DESCRIPTION OF THE TASK:
Write out every line exactly, from the first line of the records below through the line that contains "check (spec §4.6)".

╭─ STUDY MATERIAL

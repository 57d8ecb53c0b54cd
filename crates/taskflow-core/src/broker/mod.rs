//! Event Ingress and Event Publisher: the broker-facing edges of the
//! scheduler. The wire transport itself (AMQP or otherwise) is out of
//! scope; these traits are the contract a real binding implements.

mod memory;

pub use memory::{InMemoryBroker, RecordingPublisher};

use async_trait::async_trait;
use serde::{Deserialize, Serialize};

use crate::error::CoreError;
use crate::model::{GraphId, TaskId};

/// A message as delivered off the wire, before routing-key parsing.
#[derive(Debug, Clone)]
pub struct RawMessage {
    pub routing_key: String,
    pub payload: serde_json::Value,
}

/// Inbound completion/failure notifications from the execution queue,
/// decoded from a [`RawMessage`] payload.
#[derive(Debug, Clone, Serialize, Deserialize)]
#[serde(tag = "kind", rename_all = "camelCase")]
pub enum InboundEvent {
    TaskCompleted {
        task_graph_id: GraphId,
        task_id: TaskId,
        /// `false` routes to the rerun-vs-block budget check (spec §4.6)
        /// instead of the success path (spec §4.4).
        success: bool,
        #[serde(default)]
        result_url: Option<String>,
        #[serde(default)]
        logs_url: Option<String>,
    },
    TaskFailed {
        task_graph_id: GraphId,
        task_id: TaskId,
        /// `true` when the execution queue has exhausted its own retry
        /// policy or the failure is otherwise non-retryable: the
        /// progression engine skips the rerun budget entirely and blocks
        /// the graph outright (spec §4.5). `false` is routed the same as a
        /// `TaskCompleted { success: false }` event.
        hard: bool,
        #[serde(default)]
        result_url: Option<String>,
        #[serde(default)]
        logs_url: Option<String>,
    },
}

impl InboundEvent {
    pub fn task_graph_id(&self) -> &GraphId {
        match self {
            InboundEvent::TaskCompleted { task_graph_id, .. } => task_graph_id,
            InboundEvent::TaskFailed { task_graph_id, .. } => task_graph_id,
        }
    }

    pub fn task_id(&self) -> &TaskId {
        match self {
            InboundEvent::TaskCompleted { task_id, .. } => task_id,
            InboundEvent::TaskFailed { task_id, .. } => task_id,
        }
    }

    pub fn kind(&self) -> &'static str {
        match self {
            InboundEvent::TaskCompleted { .. } => "taskCompleted",
            InboundEvent::TaskFailed { .. } => "taskFailed",
        }
    }
}

/// Terminal lifecycle events the progression engine publishes at most once
/// per graph (modulo broker redelivery of the inbound event that caused
/// them).
#[derive(Debug, Clone, Serialize, Deserialize, PartialEq, Eq)]
#[serde(tag = "kind", rename_all = "camelCase")]
pub enum OutboundEvent {
    TaskGraphBlocked {
        task_graph_id: GraphId,
        /// The task whose non-recoverable failure caused the transition.
        task_id: TaskId,
        routing: String,
    },
    TaskGraphFinished {
        task_graph_id: GraphId,
        routing: String,
    },
}

impl OutboundEvent {
    pub fn task_graph_id(&self) -> &GraphId {
        match self {
            OutboundEvent::TaskGraphBlocked { task_graph_id, .. } => task_graph_id,
            OutboundEvent::TaskGraphFinished { task_graph_id, .. } => task_graph_id,
        }
    }

    pub fn blocking_task_id(&self) -> Option<&TaskId> {
        match self {
            OutboundEvent::TaskGraphBlocked { task_id, .. } => Some(task_id),
            OutboundEvent::TaskGraphFinished { .. } => None,
        }
    }

    pub fn routing(&self) -> &str {
        match self {
            OutboundEvent::TaskGraphBlocked { routing, .. } => routing,
            OutboundEvent::TaskGraphFinished { routing, .. } => routing,
        }
    }

    pub fn kind(&self) -> &'static str {
        match self {
            OutboundEvent::TaskGraphBlocked { .. } => "taskGraphBlocked",
            OutboundEvent::TaskGraphFinished { .. } => "taskGraphFinished",
        }
    }
}

/// Source of inbound messages. A real binding pulls these off an AMQP
/// consumer; [`InMemoryBroker`] is the in-process stand-in used by tests.
#[async_trait]
pub trait BrokerIngress: Send + Sync {
    async fn next(&self) -> Option<RawMessage>;
}

/// Sink for terminal lifecycle events.
#[async_trait]
pub trait EventPublisher: Send + Sync {
    async fn publish(&self, event: OutboundEvent) -> anyhow::Result<()>;
}

/// Best-effort default publisher: logs the event via `tracing` instead of
/// forwarding it to a real broker. A production deployment supplies its own
/// `EventPublisher` wired to an actual broker binding; this exists so the
/// worker binary has something to run against out of the box.
#[derive(Debug, Default, Clone, Copy)]
pub struct LoggingPublisher;

impl LoggingPublisher {
    pub fn new() -> Self {
        Self
    }
}

#[async_trait]
impl EventPublisher for LoggingPublisher {
    async fn publish(&self, event: OutboundEvent) -> anyhow::Result<()> {
        tracing::info!(
            kind = event.kind(),
            task_graph_id = %event.task_graph_id(),
            routing = event.routing(),
            "publishing terminal task graph event"
        );
        Ok(())
    }
}

/// Parse a routing key of the form `<schedulerId>.<taskGraphId>.*` into its
/// leading two dotted segments. Routing keys are treated as trusted input
/// from the submission API; a key with fewer than two segments is a
/// protocol violation.
pub fn parse_routing_key(routing_key: &str) -> Result<(String, GraphId), CoreError> {
    let mut parts = routing_key.splitn(3, '.');
    let scheduler_id = parts
        .next()
        .filter(|segment| !segment.is_empty())
        .ok_or_else(|| malformed(routing_key))?;
    let task_graph_id = parts
        .next()
        .filter(|segment| !segment.is_empty())
        .ok_or_else(|| malformed(routing_key))?;

    Ok((scheduler_id.to_string(), GraphId::new(task_graph_id)))
}

fn malformed(routing_key: &str) -> CoreError {
    CoreError::ProtocolViolation(format!("malformed routing key: {routing_key}"))
}

#[cfg(test)]
mod tests {
    use super::*;

    #[test]
    fn parses_scheduler_and_graph_segments() {
        let (scheduler_id, graph_id) = parse_routing_key("default.g-123.taskCompleted").unwrap();
        assert_eq!(scheduler_id, "default");
        assert_eq!(graph_id, GraphId::new("g-123"));
    }

    #[test]
    fn rejects_single_segment_key() {
        assert!(parse_routing_key("default").is_err());
    }

    #[test]
    fn rejects_empty_key() {
        assert!(parse_routing_key("").is_err());
    }
}
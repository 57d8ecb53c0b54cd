//! Entity Store Adapter: `load`/`modify` access to [`Task`] and
//! [`TaskGraph`] entities behind optimistic-concurrency compare-and-swap.
//!
//! `modify`'s mutator must be pure and idempotent: it may be invoked more
//! than once for a single logical call if another writer wins the race, so
//! any "did this already happen" booleans the mutator derives must be
//! recomputed from the entity snapshot it receives, never carried over from
//! a previous attempt.

mod memory;

pub use memory::InMemoryEntityStore;

use async_trait::async_trait;

use crate::error::{HandlerError, StoreError};
use crate::model::{GraphId, Task, TaskGraph, TaskKey};

pub type TaskMutator<'a> = dyn Fn(Option<Task>) -> Result<Task, HandlerError> + Send + Sync + 'a;
pub type GraphMutator<'a> =
    dyn Fn(Option<TaskGraph>) -> Result<TaskGraph, HandlerError> + Send + Sync + 'a;

#[async_trait]
pub trait TaskStore: Send + Sync {
    async fn load(&self, key: &TaskKey) -> Result<Option<Task>, StoreError>;

    /// Load the current task (or `None` if absent), run `mutator` over a
    /// clone, and attempt to write the result back with a compare-and-swap.
    /// On a concurrent writer beating this one to the write, reloads the
    /// fresh entity and reruns `mutator` against it.
    async fn modify(&self, key: &TaskKey, mutator: &TaskMutator<'_>) -> Result<Task, HandlerError>;
}

#[async_trait]
pub trait TaskGraphStore: Send + Sync {
    async fn load(&self, id: &GraphId) -> Result<Option<TaskGraph>, StoreError>;

    async fn modify(
        &self,
        id: &GraphId,
        mutator: &GraphMutator<'_>,
    ) -> Result<TaskGraph, HandlerError>;
}
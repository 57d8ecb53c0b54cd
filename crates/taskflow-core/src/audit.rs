//! Durable, greppable trail of terminal graph transitions, independent of
//! broker retention. The entity store remains the source of truth; this is
//! an append-only side channel for operators.

use std::collections::HashSet;
use std::fs::{create_dir_all, OpenOptions};
use std::io::{BufWriter, Write};
use std::path::{Path, PathBuf};

use anyhow::{Context, Result};
use chrono::Utc;
use once_cell::sync::Lazy;
use regex::{Captures, Regex};
use serde::Serialize;

use crate::model::GraphId;

static REDACTION_PATTERNS: Lazy<Vec<(String, Regex)>> = Lazy::new(|| {
    vec![
        (
            "api_key".to_string(),
            Regex::new(r"(?i)(api[_-]?key\s*[:=]\s*)([A-Za-z0-9\-_.+/]+)")
                .expect("invalid api_key regex"),
        ),
        (
            "secret".to_string(),
            Regex::new(r"(?i)(secret\s*[:=]\s*)([A-Za-z0-9\-_.+/]+)")
                .expect("invalid secret regex"),
        ),
        (
            "bearer".to_string(),
            Regex::new(r"(?i)(bearer\s+)([A-Za-z0-9\-_.+=/]+)").expect("invalid bearer regex"),
        ),
        (
            "sk_token".to_string(),
            Regex::new(r"(sk-[A-Za-z0-9]{16,})").expect("invalid sk_token regex"),
        ),
    ]
});

/// The two terminal transitions worth auditing.
#[derive(Debug, Clone, Copy, PartialEq, Eq)]
pub enum AuditEventKind {
    TaskGraphBlocked,
    TaskGraphFinished,
}

impl AuditEventKind {
    fn as_str(self) -> &'static str {
        match self {
            AuditEventKind::TaskGraphBlocked => "taskGraphBlocked",
            AuditEventKind::TaskGraphFinished => "taskGraphFinished",
        }
    }
}

#[derive(Serialize)]
struct AuditRecord {
    timestamp: String,
    kind: &'static str,
    task_graph_id: String,
    routing: String,
    redactions: Vec<String>,
}

fn sanitize_text(input: &str, redactions: &mut HashSet<String>) -> String {
    let mut output = input.to_string();
    for (name, regex) in REDACTION_PATTERNS.iter() {
        let mut matched = false;
        output = regex
            .replace_all(&output, |caps: &Captures| {
                matched = true;
                if caps.len() > 1 {
                    format!("{}[REDACTED]", &caps[1])
                } else {
                    "[REDACTED]".to_string()
                }
            })
            .to_string();
        if matched {
            redactions.insert(name.clone());
        }
    }
    output
}

fn append_json_line<T: Serialize>(path: &Path, value: &T) -> Result<()> {
    if let Some(parent) = path.parent() {
        create_dir_all(parent)
            .with_context(|| format!("failed to create audit directory {}", parent.display()))?;
    }

    let file = OpenOptions::new()
        .create(true)
        .append(true)
        .open(path)
        .with_context(|| format!("failed to open audit log {}", path.display()))?;
    let mut writer = BufWriter::new(file);
    let line = serde_json::to_string(value)?;
    writeln!(writer, "{line}")
        .with_context(|| format!("failed to append audit entry to {}", path.display()))?;
    writer.flush()?;
    Ok(())
}

/// Append a redacted audit record for a terminal graph transition. One
/// JSONL file per UTC day under `audit_log_dir`.
pub fn record_terminal_transition(
    audit_log_dir: &Path,
    kind: AuditEventKind,
    task_graph_id: &GraphId,
    routing: &str,
) -> Result<()> {
    let now = Utc::now();
    let mut redactions = HashSet::new();
    let routing = sanitize_text(routing, &mut redactions);

    let record = AuditRecord {
        timestamp: now.to_rfc3339(),
        kind: kind.as_str(),
        task_graph_id: task_graph_id.to_string(),
        routing,
        redactions: redactions.into_iter().collect(),
    };

    let path = day_log_path(audit_log_dir, now);
    append_json_line(&path, &record)
}

fn day_log_path(audit_log_dir: &Path, now: chrono::DateTime<Utc>) -> PathBuf {
    audit_log_dir.join(format!("{}.jsonl", now.format("%Y-%m-%d")))
}

#[cfg(test)]
mod tests {
    use super::*;
    use tempfile::TempDir;

    #[test]
    fn audit_record_is_appended_and_redacted() {
        let temp = TempDir::new().expect("temp dir");
        record_terminal_transition(
            temp.path(),
            AuditEventKind::TaskGraphFinished,
            &GraphId::new("g1"),
            "sched.g1 with secret=topsecret",
        )
        .expect("record audit event");

        let mut entries = std::fs::read_dir(temp.path()).expect("read temp dir");
        let entry = entries.next().expect("one log file").expect("dir entry");
        let contents = std::fs::read_to_string(entry.path()).expect("read log file");
        assert!(contents.contains("taskGraphFinished"));
        assert!(contents.contains("[REDACTED]"));
        assert!(!contents.contains("topsecret"));
    }
}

╰─

OUTPUT:
repository 57d8ecb53c0b54cd
filename crates/taskflow-core/src/broker/mod.rs
//! Event Ingress and Event Publisher: the broker-facing edges of the
//! scheduler. The wire transport itself (AMQP or otherwise) is out of
//! scope; these traits are the contract a real binding implements.

mod memory;

pub use memory::{InMemoryBroker, RecordingPublisher};

use async_trait::async_trait;
use serde::{Deserialize, Serialize};

use crate::error::CoreError;
use crate::model::{GraphId, TaskId};

/// A message as delivered off the wire, before routing-key parsing.
#[derive(Debug, Clone)]
pub struct RawMessage {
    pub routing_key: String,
    pub payload: serde_json::Value,
}

/// Inbound completion/failure notifications from the execution queue,
/// decoded from a [`RawMessage`] payload.
#[derive(Debug, Clone, Serialize, Deserialize)]
#[serde(tag = "kind", rename_all = "camelCase")]
pub enum InboundEvent {
    TaskCompleted {
        task_graph_id: GraphId,
        task_id: TaskId,
        /// `false` routes to the rerun-vs-block budget check (spec §4.6)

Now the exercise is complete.